Mechanisms of Muscle Contraction

Thursday, March 15, 2012


The term contraction, as used in muscle physiology, does not necessarily mean "shortening". It simply refers to activation of the force-generating sites within muscle fibers: the cross-bridges. For example, holding a dumbbell at a constant position requires muscle contraction but not muscle shortening. Following contraction, the mechanisms that initiate force generation are turned off, and tension declines, allowing relaxation of the muscle fiber. When force generation produces shortening of a skeletal muscle fiber, the overlapping thick and thin filaments in each sarcomere move past each other, propelled by movements of the cross-bridges. During this shortening of the sarcomeres, there is no change in the lengths of either the thick or thin filaments. This is known as the sliding-filament mechanism of muscle contraction.

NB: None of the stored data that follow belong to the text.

use std::collections::HashMap;

use relaynet_core::RelayerStateSnapshot;

/// For each relayer of `active`, its index in `latest`; relayers that left
/// map to `active.len()`.
pub fn active_to_latest_map(active: &RelayerStateSnapshot, latest: &RelayerStateSnapshot) -> Vec<usize> {
    let latest_index: HashMap<_, _> = latest
        .relayers()
        .iter()
        .enumerate()
        .map(|(i, relayer)| (*relayer, i))
        .collect();
    let absent = active.len();
    active
        .relayers()
        .iter()
        .map(|relayer| latest_index.get(relayer).copied().unwrap_or(absent))
        .collect()
}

During shortening, each myosin cross-bridge attached to a thin filament actin molecule moves in an arc much like an oar on a boat. This swiveling motion of many cross-bridges forces the thin filaments attached to successive Z lines toward the center of the sarcomere, thereby shortening the sarcomere. One stroke of a cross-bridge produces only a very small movement of a thin filament relative to a thick filament. As long as a muscle fiber remains activated, however, each cross-bridge repeats its swiveling motion many times, resulting in large displacements of the filaments. Thus, the ability of a muscle fiber to generate force and movement depends on the interaction of the contractile proteins actin and myosin.

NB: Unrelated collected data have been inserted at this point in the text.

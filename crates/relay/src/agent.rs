//! Relayer agent
//!
//! One agent drives one relayer: funding and registration first, then a
//! block loop that acts on window boundaries and occasionally claims
//! protocol rewards. What the agent observes for reporting lives in
//! [`AgentStats`], which observers hold while the agent runs in its own task.

use std::fmt;
use std::sync::Arc;

use parking_lot::RwLock;
use rand::rngs::StdRng;
use rand::{Rng, SeedableRng};
use relaynet_allocation::{active_to_latest_map, AllocationEngine, AllocationResult};
use relaynet_core::{
    ether, is_window_boundary, window_index, Address, BlockNumber, ChainId, Hash, RelayerStateSnapshot,
    RelayerStatus, WindowIndex, U256,
};
use relaynet_ledger::{ExecuteBatch, Ledger, RegisterRequest};
use relaynet_mempool::Mempool;
use relaynet_nonce::NonceManager;
use relaynet_settings::FailurePolicy;
use relaynet_state_store::{replay_history, RelayerStateStore, StateStoreError};
use tokio::sync::watch;
use tokio::task::JoinHandle;
use tracing::{debug, info, warn};

use crate::{RelayError, Result, WindowParticipationRecord};

/// Agent configuration
#[derive(Debug, Clone)]
pub struct AgentConfig {
    /// Stake bonded at registration
    pub stake: U256,
    /// Native balance the funder tops the relayer up to
    pub funding_amount: U256,
    /// Endpoint advertised at registration
    pub endpoint: String,
    pub delegator_premium: U256,
    /// Per-block chance of claiming protocol rewards
    pub claim_probability: f64,
    pub failure_policy: FailurePolicy,
    /// Seed for the claim coin flips, random when unset
    pub rng_seed: Option<u64>,
}

impl Default for AgentConfig {
    fn default() -> Self {
        Self {
            stake: ether(1),
            funding_amount: ether(10),
            endpoint: "http://localhost".to_string(),
            delegator_premium: U256::zero(),
            claim_probability: 0.1,
            failure_policy: FailurePolicy::Exit,
            rng_seed: None,
        }
    }
}

/// Lifecycle of a relayer as seen by its agent
#[derive(Debug, Clone, Copy, PartialEq, Eq, Default)]
pub enum AgentState {
    #[default]
    Unregistered,
    Funding,
    Registering,
    Active,
    Jailed,
    Exiting,
}

impl From<RelayerStatus> for AgentState {
    fn from(status: RelayerStatus) -> Self {
        match status {
            RelayerStatus::Inactive => AgentState::Unregistered,
            RelayerStatus::Active => AgentState::Active,
            RelayerStatus::Exiting => AgentState::Exiting,
            RelayerStatus::Jailed => AgentState::Jailed,
        }
    }
}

An actin molecule is a globular protein composed of a single polypeptide that polymerizes with other actins to form two intertwined helical chains. These chains make up the core of a thin filament. Each actin molecule contains a binding site for myosin. The myosin molecule, on the other hand, is composed of two large polypeptide heavy chains and four smaller light chains. These polypeptides combine to form a molecule that consists of two globular heads (containing heavy and light chains) and a longtail formed by the two intertwined heavy chains. The tail of each myosin molecule lies along the axis of the thick filament, and the two globular heads extend out to the sides, forming the crossbridges. Each globular head contains two binding sites, one for actin and one for ATP. The ATP binding site also serves as an enzyme—an ATPase that hydrolyzes the bound ATP.

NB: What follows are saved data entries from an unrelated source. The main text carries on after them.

//! Minimal ABI encoding and keccak helpers
//!
//! Only the handful of encodings the allocator contract hashes are supported:
//! `uint256` and `address` words, `bytes32` seeds and packed arrays of words.
//! Every helper produces exactly the bytes `abi.encode` / `abi.encodePacked`
//! would, so hashes computed here match the on-chain ones.

use sha3::{Digest, Keccak256};

use crate::{Address, Hash, U256};

/// Size of an ABI word in bytes
pub const WORD_SIZE: usize = 32;

/// keccak256 over arbitrary bytes
pub fn keccak256(data: impl AsRef<[u8]>) -> Hash {
    let digest = Keccak256::digest(data.as_ref());
    Hash::from_slice(&digest)
}

/// keccak256 over a sequence of 32-byte words, without intermediate copies
pub fn keccak256_words<I>(words: I) -> Hash
where
    I: IntoIterator<Item = [u8; WORD_SIZE]>,
{
    let mut hasher = Keccak256::new();
    for word in words {
        hasher.update(word);
    }
    Hash::from_slice(&hasher.finalize())
}

/// Encode a `uint256` as a big-endian word
pub fn encode_u256(value: U256) -> [u8; WORD_SIZE] {
    let mut word = [0u8; WORD_SIZE];
    value.to_big_endian(&mut word);
    word
}

/// Encode an `address` as a left-padded word
pub fn encode_address(address: &Address) -> [u8; WORD_SIZE] {
    let mut word = [0u8; WORD_SIZE];
    word[12..].copy_from_slice(address.as_bytes());
    word
}

/// Encode a single dynamic `bytes` argument: head offset, length, then the
/// data right-padded to a word boundary
pub fn encode_bytes(data: &[u8]) -> Vec<u8> {
    let padded = data.len().div_ceil(WORD_SIZE) * WORD_SIZE;
    let mut out = Vec::with_capacity(2 * WORD_SIZE + padded);
    out.extend_from_slice(&encode_u256(U256::from(WORD_SIZE)));
    out.extend_from_slice(&encode_u256(U256::from(data.len())));
    out.extend_from_slice(data);
    out.resize(2 * WORD_SIZE + padded, 0);
    out
}

/// Interpret a hash as a `uint256`
pub fn hash_to_u256(hash: &Hash) -> U256 {
    U256::from_big_endian(hash.as_bytes())
}

/// First four bytes of keccak256 over a canonical function signature
pub fn function_selector(signature: &str) -> [u8; 4] {
    let hash = keccak256(signature.as_bytes());
    let mut selector = [0u8; 4];
    selector.copy_from_slice(&hash.as_bytes()[..4]);
    selector
}

/// Build call data: selector followed by already-encoded argument words
pub fn encode_call(signature: &str, args: &[[u8; WORD_SIZE]]) -> Vec<u8> {
    let mut data = Vec::with_capacity(4 + args.len() * WORD_SIZE);
    data.extend_from_slice(&function_selector(signature));
    for arg in args {
        data.extend_from_slice(arg);
    }
    data
}

#[cfg(test)]
mod tests {
    use super::*;

    #[test]
    fn test_keccak_empty_input() {
        assert_eq!(
            hex::encode(keccak256(b"")),
            "c5d2460186f7233c927e7db2dcc703c0e500b653ca82273b7bfad8045d85a470"
        );
    }

    #[test]
    fn test_keccak_words_matches_concatenation() {
        let a = encode_u256(U256::from(7u64));
        let b = encode_u256(U256::from(9u64));
        let mut joined = Vec::new();
        joined.extend_from_slice(&a);
        joined.extend_from_slice(&b);
        assert_eq!(keccak256_words([a, b]), keccak256(&joined));
    }

    #[test]
    fn test_encode_u256_is_big_endian() {
        let word = encode_u256(U256::from(0x0102u64));
        assert_eq!(word[30], 0x01);
        assert_eq!(word[31], 0x02);
        assert!(word[..30].iter().all(|b| *b == 0));
    }

    #[test]
    fn test_encode_address_left_pads() {
        let address = Address::repeat_byte(0xab);
        let word = encode_address(&address);
        assert!(word[..12].iter().all(|b| *b == 0));
        assert!(word[12..].iter().all(|b| *b == 0xab));
    }

    #[test]
    fn test_erc20_transfer_selector() {
        assert_eq!(function_selector("transfer(address,uint256)"), [0xa9, 0x05, 0x9c, 0xbb]);
    }

    #[test]
    fn test_encode_bytes_pads_to_word() {
        let encoded = encode_bytes(&[1, 2, 3]);
        assert_eq!(encoded.len(), 96);
        assert_eq!(encoded[31], 0x20);
        assert_eq!(encoded[63], 3);
        assert_eq!(&encoded[64..67], &[1, 2, 3]);
        assert!(encoded[67..].iter().all(|b| *b == 0));
        assert_eq!(encode_bytes(&[]).len(), 64);
    }

    #[test]
    fn test_encode_call_layout() {
        let data = encode_call("mockUpdate(uint256)", &[encode_u256(U256::from(12u64))]);
        assert_eq!(data.len(), 36);
        assert_eq!(&data[..4], &function_selector("mockUpdate(uint256)"));
        assert_eq!(data[35], 12);
    }
}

The myosin molecules in the two ends of each thick filament are oriented in opposite directions, such that their tail ends are directed toward the center of the filament. Because of this arrangement, the power strokes of the cross-bridges move the attached thin filaments at the two ends of the sarcomere toward the center during shortening. The sequence of events that occurs between the time a cross-bridge binds to a thin filament, moves, and then is set to repeat the process is known as a cross-bridge cycle. Each cycle consists of four steps: 1) attachment of the cross-bridge to a thin filament; 2) movement of the cross-bridge, producing tension in the thin filament; 3) detachment of the cross-bridge from the thin filament; and 4) energizing the crossbridge so that it can again attach to a thin filament and repeat the cycle. Each cross-bridge undergoes its own cycle of movement independently of the other crossbridges. At any instant during contraction only a portion of the cross-bridges are attached to the thin filaments and producing tension, while others are in a detached portion of their cycle.